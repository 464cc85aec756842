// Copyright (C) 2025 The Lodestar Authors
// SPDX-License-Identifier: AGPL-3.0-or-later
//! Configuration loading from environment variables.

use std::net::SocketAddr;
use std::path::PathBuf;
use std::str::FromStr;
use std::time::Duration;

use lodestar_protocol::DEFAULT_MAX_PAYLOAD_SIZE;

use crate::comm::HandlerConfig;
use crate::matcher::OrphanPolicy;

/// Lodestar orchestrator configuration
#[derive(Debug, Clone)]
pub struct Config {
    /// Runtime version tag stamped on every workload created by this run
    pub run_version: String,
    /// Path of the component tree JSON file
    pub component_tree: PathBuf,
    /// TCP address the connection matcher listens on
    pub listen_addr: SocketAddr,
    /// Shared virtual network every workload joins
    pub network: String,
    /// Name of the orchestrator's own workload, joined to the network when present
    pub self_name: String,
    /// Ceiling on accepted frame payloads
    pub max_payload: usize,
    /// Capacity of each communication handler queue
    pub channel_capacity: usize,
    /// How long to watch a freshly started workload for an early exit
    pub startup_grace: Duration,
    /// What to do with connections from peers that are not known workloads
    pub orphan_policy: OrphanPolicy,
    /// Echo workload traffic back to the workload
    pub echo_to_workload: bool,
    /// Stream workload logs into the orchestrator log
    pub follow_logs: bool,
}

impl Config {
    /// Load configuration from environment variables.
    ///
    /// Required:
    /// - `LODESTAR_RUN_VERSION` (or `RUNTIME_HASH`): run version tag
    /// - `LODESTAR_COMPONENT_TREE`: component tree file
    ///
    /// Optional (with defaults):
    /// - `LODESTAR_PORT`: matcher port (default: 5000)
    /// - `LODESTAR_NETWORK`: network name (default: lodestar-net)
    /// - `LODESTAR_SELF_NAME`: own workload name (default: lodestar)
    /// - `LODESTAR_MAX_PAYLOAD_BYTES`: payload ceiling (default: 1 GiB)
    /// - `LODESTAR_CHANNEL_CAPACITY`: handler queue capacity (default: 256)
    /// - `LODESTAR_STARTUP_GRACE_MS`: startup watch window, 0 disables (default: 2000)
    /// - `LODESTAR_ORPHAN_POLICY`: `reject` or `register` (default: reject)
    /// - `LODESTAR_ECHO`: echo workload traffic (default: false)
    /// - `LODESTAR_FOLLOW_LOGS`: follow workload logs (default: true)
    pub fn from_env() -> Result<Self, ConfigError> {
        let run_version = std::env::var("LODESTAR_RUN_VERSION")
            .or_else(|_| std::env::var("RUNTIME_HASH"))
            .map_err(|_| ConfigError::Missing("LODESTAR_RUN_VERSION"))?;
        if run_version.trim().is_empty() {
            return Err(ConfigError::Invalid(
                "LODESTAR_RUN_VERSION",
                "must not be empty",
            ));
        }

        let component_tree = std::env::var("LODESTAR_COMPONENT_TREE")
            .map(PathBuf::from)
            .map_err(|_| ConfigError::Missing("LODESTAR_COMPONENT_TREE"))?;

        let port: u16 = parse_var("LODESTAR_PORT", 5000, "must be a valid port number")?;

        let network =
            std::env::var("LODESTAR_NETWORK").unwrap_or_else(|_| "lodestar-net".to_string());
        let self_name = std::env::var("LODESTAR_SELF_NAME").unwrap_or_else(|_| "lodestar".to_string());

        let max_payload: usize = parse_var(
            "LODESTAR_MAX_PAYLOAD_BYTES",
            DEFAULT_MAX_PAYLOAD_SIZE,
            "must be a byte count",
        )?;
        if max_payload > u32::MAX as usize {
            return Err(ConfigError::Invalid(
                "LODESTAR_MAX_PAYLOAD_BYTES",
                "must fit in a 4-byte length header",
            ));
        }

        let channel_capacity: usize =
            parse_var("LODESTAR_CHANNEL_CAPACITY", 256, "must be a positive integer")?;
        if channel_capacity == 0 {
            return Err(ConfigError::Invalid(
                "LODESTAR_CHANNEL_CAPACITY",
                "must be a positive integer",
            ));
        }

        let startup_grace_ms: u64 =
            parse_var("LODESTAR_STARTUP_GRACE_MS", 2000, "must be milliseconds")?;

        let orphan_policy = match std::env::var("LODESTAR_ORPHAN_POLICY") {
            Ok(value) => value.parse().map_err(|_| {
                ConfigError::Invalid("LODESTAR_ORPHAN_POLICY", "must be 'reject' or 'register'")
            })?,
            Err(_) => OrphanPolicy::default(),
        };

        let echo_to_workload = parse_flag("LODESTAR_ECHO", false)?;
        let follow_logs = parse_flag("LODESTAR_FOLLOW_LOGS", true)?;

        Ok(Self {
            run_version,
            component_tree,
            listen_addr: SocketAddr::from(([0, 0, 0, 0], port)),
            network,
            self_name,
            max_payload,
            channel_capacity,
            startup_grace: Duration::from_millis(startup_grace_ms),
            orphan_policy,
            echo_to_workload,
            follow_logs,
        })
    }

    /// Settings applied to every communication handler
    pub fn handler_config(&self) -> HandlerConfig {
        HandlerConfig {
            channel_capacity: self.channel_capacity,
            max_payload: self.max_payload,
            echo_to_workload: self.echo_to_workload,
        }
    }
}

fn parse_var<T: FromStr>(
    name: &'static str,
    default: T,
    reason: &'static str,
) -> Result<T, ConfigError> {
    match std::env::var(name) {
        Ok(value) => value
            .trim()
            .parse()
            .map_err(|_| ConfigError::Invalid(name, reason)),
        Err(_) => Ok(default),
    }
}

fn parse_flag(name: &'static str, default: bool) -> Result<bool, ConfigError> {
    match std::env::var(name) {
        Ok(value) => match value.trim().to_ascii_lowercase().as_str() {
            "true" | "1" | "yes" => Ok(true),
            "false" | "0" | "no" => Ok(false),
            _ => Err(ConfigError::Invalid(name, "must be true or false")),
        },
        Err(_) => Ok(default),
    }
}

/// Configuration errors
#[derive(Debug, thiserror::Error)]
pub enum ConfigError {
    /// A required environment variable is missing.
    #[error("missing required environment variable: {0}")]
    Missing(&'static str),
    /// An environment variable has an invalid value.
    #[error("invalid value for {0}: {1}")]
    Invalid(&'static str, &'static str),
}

Requirement =>
What you retype should run from the first line of the entries above through the line containing "to the workload", exactly and in full.

Response to this exercise =>
repository 464cc85aec756842
// Copyright (C) 2025 The Lodestar Authors
// SPDX-License-Identifier: AGPL-3.0-or-later
//! Configuration loading from environment variables.

use std::net::SocketAddr;
use std::path::PathBuf;
use std::str::FromStr;
use std::time::Duration;

use lodestar_protocol::DEFAULT_MAX_PAYLOAD_SIZE;

use crate::comm::HandlerConfig;
use crate::matcher::OrphanPolicy;

/// Lodestar orchestrator configuration
#[derive(Debug, Clone)]
pub struct Config {
    /// Runtime version tag stamped on every workload created by this run
    pub run_version: String,
    /// Path of the component tree JSON file
    pub component_tree: PathBuf,
    /// TCP address the connection matcher listens on
    pub listen_addr: SocketAddr,
    /// Shared virtual network every workload joins
    pub network: String,
    /// Name of the orchestrator's own workload, joined to the network when present
    pub self_name: String,
    /// Ceiling on accepted frame payloads
    pub max_payload: usize,
    /// Capacity of each communication handler queue
    pub channel_capacity: usize,
    /// How long to watch a freshly started workload for an early exit
    pub startup_grace: Duration,
    /// What to do with connections from peers that are not known workloads
    pub orphan_policy: OrphanPolicy,
    /// Echo workload traffic back to the workload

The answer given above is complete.